• EXERCISE GOAL: Tally the lines of these entries that include "attributes"; respond with only that tally.

[Stored data entries]
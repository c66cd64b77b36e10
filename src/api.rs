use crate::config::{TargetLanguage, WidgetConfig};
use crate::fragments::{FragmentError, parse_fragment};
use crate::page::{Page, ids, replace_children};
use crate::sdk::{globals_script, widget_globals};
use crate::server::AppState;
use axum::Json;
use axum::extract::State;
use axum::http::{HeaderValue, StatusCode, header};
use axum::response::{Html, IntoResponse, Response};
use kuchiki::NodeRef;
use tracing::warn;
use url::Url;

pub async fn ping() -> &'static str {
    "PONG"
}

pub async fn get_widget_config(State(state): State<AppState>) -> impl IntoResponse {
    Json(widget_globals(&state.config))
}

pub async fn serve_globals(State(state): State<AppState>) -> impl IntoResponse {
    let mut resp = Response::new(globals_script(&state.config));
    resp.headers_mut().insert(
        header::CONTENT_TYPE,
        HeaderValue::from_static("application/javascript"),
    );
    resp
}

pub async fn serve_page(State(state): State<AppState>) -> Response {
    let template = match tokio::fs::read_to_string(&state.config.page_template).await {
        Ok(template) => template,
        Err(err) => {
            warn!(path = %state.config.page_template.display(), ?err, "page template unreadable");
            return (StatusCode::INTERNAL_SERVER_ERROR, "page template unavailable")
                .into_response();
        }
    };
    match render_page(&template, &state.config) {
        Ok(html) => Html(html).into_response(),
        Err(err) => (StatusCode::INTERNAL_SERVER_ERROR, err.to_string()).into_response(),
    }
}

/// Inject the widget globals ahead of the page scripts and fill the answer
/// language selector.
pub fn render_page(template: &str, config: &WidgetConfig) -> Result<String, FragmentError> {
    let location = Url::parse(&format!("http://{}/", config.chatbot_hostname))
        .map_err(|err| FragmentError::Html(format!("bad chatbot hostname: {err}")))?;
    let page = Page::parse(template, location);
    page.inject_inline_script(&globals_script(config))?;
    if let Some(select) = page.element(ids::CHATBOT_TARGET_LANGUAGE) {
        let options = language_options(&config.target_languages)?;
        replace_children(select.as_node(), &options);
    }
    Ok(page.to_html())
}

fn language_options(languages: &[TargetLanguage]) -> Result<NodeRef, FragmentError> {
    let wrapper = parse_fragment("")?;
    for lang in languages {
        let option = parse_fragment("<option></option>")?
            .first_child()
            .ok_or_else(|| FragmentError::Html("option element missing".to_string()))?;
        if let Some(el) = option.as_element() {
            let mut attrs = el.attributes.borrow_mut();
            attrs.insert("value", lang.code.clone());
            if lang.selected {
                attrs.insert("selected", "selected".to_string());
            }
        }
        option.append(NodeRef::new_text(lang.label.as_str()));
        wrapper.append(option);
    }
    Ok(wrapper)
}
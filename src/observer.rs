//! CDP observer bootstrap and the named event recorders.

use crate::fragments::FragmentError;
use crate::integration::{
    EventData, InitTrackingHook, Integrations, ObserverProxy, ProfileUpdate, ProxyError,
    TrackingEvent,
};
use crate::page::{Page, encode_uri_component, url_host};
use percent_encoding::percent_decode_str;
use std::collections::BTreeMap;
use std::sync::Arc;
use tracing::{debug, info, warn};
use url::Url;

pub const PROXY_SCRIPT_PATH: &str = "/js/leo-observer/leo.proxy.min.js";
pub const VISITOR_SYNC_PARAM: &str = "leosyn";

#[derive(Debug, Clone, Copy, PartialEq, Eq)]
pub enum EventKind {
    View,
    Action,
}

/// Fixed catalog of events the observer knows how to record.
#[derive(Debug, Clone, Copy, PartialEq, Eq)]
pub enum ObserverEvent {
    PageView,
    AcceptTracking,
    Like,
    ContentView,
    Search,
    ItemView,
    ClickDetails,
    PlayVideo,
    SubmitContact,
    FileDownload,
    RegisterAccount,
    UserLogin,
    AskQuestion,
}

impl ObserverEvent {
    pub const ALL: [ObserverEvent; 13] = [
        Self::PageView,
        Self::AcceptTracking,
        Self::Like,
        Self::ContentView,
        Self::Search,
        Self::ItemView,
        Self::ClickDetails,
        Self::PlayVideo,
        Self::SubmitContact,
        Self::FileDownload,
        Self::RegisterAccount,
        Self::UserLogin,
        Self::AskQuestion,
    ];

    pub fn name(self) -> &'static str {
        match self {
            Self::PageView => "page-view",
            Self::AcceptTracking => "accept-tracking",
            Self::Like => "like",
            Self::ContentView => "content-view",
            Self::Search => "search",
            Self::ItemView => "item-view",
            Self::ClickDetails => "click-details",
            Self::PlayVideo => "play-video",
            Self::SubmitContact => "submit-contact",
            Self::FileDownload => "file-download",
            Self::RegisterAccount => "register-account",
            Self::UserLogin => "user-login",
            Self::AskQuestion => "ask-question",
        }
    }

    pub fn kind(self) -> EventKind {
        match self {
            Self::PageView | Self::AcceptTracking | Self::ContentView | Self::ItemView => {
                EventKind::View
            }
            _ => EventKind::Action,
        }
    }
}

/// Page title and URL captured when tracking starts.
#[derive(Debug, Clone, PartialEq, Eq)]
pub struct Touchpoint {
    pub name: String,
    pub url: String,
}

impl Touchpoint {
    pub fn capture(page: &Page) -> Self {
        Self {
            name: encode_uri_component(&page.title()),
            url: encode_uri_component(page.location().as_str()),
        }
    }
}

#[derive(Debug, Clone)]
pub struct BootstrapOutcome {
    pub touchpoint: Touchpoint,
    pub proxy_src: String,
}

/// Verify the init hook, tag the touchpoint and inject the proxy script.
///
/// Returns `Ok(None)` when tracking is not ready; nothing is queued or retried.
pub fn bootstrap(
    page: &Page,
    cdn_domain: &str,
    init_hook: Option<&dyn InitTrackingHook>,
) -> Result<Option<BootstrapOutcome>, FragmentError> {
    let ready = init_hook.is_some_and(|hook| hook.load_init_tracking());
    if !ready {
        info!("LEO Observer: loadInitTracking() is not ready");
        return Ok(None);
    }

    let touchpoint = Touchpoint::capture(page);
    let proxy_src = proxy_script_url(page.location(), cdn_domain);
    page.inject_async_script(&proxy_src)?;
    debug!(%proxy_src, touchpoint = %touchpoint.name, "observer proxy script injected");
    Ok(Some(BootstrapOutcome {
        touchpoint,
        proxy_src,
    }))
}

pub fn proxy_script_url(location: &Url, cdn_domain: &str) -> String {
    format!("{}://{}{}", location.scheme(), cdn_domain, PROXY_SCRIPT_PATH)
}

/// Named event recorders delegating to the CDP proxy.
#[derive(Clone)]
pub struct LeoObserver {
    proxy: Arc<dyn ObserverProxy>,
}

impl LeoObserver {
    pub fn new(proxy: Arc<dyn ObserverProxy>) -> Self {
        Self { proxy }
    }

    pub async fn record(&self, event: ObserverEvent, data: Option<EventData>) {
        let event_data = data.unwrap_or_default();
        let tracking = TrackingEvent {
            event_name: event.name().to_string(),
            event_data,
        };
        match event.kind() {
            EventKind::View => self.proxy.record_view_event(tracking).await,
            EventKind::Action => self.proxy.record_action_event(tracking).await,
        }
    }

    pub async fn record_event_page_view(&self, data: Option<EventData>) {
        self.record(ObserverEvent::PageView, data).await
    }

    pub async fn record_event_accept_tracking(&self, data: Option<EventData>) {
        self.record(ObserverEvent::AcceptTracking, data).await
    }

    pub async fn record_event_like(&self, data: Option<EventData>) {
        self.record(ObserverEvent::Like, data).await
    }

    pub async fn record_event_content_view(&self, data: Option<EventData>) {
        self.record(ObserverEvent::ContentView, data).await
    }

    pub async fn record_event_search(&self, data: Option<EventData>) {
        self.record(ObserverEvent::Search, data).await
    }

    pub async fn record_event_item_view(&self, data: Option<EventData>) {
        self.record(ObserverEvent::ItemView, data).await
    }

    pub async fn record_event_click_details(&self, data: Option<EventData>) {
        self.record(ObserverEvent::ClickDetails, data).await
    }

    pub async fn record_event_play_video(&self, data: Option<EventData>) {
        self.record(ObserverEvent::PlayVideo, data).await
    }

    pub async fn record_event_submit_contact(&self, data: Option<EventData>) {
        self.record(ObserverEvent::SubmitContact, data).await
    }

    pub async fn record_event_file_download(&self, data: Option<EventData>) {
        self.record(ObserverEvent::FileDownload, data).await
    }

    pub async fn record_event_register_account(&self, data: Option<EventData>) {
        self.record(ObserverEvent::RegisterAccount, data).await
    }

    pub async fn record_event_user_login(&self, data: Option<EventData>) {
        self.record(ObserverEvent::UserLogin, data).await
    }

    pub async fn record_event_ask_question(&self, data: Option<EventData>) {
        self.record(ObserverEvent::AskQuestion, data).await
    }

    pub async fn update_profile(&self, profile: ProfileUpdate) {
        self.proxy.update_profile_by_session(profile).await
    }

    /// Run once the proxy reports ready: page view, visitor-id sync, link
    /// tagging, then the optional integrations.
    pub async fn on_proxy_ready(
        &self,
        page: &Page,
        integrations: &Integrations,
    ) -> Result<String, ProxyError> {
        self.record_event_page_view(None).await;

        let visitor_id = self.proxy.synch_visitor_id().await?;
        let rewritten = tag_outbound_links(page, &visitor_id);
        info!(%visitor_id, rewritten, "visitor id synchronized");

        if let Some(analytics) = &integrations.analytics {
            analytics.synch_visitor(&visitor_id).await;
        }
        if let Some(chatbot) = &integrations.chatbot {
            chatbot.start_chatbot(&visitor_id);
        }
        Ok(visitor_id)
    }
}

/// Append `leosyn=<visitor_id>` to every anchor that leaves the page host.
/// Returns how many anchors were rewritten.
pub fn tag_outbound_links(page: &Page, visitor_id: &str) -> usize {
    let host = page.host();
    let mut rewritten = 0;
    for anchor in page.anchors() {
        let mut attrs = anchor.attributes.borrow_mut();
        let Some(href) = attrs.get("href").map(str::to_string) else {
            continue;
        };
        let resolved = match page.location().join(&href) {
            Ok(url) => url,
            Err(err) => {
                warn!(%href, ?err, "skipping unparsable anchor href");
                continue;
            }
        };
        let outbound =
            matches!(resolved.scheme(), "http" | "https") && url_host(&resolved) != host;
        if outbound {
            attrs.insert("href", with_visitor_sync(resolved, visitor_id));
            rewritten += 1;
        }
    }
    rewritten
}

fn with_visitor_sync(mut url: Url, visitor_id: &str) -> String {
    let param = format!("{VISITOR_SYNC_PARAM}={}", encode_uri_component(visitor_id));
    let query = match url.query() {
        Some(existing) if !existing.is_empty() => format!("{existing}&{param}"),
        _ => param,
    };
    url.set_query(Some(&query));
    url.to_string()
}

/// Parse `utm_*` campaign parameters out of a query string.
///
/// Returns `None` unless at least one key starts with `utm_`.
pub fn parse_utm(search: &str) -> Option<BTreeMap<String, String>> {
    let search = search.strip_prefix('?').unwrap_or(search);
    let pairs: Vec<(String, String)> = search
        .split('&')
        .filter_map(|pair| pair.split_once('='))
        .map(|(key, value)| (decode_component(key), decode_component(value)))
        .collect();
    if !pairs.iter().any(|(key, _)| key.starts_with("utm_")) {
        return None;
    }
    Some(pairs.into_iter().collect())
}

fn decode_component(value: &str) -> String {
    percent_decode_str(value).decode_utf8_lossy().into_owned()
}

• REPLY TO THE TASK: 2